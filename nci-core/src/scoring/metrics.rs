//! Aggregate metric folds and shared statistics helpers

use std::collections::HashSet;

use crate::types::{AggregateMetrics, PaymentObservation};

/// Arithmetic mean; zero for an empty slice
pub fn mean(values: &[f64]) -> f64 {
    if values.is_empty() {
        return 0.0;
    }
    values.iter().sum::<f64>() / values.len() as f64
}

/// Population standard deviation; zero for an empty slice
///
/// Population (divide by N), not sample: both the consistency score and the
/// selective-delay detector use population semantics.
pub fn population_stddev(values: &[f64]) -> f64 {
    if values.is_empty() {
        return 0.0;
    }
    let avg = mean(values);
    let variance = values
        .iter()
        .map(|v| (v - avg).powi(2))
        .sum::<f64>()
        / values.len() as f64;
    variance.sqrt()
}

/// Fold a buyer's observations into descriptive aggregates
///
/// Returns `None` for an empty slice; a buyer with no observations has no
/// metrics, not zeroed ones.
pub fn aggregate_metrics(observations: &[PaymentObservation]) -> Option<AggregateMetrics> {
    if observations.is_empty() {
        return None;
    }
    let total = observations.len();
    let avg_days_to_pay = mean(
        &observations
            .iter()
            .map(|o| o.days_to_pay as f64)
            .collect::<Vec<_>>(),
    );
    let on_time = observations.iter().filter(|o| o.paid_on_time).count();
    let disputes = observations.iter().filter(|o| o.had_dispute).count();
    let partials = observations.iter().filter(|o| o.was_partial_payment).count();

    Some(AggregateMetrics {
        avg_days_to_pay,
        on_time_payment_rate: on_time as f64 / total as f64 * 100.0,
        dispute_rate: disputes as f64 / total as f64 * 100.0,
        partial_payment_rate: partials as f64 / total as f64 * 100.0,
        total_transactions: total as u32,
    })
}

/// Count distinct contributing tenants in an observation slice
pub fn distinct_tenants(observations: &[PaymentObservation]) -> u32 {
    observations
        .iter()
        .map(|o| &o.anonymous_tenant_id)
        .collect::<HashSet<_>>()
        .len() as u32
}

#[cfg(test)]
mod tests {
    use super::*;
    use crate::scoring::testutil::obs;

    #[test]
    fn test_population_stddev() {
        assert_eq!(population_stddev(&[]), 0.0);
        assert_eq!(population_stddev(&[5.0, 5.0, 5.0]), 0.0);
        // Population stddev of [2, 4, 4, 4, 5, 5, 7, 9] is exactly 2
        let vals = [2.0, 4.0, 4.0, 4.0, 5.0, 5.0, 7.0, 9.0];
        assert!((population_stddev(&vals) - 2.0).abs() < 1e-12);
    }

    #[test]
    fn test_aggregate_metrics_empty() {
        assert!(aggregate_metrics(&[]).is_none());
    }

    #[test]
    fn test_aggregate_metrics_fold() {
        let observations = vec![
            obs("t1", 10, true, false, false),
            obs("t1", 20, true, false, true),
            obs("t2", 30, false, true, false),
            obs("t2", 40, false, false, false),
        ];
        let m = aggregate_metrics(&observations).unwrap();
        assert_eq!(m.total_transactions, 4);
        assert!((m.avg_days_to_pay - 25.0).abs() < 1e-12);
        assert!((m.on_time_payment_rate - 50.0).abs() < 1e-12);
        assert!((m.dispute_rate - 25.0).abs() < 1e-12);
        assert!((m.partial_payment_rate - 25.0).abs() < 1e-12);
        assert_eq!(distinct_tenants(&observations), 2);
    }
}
━━━━
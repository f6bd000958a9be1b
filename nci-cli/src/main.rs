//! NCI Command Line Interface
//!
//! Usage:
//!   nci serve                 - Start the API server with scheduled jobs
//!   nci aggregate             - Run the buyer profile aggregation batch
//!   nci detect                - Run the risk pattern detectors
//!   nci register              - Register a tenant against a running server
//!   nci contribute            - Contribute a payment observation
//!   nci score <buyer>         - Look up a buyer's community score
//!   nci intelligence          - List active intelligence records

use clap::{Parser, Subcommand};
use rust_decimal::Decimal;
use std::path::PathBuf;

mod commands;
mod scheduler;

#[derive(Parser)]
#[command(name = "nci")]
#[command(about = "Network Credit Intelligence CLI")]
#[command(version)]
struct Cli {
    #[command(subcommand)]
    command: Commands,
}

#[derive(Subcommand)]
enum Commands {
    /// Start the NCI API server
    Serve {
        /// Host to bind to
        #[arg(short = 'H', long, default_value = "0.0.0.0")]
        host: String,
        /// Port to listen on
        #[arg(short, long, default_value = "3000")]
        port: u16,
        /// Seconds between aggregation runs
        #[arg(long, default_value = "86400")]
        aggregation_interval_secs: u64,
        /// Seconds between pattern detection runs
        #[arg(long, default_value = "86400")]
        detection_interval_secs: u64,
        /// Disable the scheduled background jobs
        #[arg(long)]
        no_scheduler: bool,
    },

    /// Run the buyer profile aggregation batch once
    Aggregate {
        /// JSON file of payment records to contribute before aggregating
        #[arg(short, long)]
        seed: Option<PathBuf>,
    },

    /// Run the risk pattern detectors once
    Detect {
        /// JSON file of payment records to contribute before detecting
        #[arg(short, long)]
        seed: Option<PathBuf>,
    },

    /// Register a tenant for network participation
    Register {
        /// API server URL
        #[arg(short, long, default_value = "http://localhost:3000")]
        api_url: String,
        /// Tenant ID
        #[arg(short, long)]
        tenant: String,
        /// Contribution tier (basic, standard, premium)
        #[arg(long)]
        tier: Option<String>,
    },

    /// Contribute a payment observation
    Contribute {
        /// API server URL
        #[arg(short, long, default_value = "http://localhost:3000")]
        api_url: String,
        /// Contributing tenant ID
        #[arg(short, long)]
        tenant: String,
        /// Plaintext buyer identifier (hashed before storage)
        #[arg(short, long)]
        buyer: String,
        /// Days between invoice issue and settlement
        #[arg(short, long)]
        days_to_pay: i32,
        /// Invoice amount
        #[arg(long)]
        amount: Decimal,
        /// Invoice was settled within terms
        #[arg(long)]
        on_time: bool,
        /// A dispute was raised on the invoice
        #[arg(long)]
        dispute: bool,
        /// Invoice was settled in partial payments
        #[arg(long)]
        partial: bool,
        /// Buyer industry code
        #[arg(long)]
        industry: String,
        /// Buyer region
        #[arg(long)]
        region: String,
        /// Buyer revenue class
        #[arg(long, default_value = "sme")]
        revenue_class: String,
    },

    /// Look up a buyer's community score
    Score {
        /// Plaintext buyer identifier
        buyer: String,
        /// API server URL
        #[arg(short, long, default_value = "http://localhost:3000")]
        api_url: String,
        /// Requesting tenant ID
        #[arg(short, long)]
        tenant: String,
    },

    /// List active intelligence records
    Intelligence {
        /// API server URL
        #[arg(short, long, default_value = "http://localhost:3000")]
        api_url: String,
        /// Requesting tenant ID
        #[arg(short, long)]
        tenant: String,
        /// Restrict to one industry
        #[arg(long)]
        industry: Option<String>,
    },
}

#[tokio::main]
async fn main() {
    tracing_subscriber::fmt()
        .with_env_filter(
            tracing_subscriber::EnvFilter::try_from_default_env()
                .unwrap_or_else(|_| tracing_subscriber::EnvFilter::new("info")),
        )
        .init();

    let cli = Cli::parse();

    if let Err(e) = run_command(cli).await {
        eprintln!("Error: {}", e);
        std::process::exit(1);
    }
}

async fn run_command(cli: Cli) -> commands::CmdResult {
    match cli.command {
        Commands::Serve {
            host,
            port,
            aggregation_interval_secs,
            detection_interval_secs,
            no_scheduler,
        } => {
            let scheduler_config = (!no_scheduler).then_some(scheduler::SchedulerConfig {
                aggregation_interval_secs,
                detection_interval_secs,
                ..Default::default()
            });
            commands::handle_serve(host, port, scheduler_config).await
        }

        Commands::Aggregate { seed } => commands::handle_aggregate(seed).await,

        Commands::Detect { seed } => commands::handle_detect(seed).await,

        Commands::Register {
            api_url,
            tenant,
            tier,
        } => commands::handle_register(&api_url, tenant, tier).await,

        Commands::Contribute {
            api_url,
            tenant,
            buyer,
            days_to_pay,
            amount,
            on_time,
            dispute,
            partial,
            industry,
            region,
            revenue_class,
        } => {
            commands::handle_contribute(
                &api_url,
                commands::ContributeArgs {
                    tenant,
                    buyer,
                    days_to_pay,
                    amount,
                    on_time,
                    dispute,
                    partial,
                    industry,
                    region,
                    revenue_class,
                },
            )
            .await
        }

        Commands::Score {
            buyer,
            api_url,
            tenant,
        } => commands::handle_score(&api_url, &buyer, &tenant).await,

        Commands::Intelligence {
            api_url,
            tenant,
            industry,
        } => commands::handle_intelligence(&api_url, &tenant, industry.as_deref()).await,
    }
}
━━━━
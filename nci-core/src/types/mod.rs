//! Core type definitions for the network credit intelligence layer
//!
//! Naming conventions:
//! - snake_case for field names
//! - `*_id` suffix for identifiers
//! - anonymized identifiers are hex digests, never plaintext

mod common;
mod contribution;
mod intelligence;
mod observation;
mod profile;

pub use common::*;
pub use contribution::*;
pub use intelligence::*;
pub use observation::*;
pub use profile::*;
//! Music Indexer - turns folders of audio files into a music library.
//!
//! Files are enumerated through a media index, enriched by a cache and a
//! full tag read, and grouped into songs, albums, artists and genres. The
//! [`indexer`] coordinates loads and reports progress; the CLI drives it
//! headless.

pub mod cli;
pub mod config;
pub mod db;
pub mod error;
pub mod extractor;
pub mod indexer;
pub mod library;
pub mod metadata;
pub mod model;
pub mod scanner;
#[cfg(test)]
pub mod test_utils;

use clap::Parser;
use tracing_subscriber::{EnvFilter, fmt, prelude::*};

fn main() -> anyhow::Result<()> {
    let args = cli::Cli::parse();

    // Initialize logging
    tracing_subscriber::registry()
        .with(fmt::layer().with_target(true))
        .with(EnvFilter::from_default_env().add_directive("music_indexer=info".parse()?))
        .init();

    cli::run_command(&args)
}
━━━━
● **REQUIRED WORK**
Beginning with the line holding "between aggregation runs" and ending with the line holding "contribute before aggregating", write out the stretch of material above exactly; add no further lines.

● **THE ANSWER**
        /// Seconds between aggregation runs
        #[arg(long, default_value = "86400")]
        aggregation_interval_secs: u64,
        /// Seconds between pattern detection runs
        #[arg(long, default_value = "86400")]
        detection_interval_secs: u64,
        /// Disable the scheduled background jobs
        #[arg(long)]
        no_scheduler: bool,
    },

    /// Run the buyer profile aggregation batch once
    Aggregate {
        /// JSON file of payment records to contribute before aggregating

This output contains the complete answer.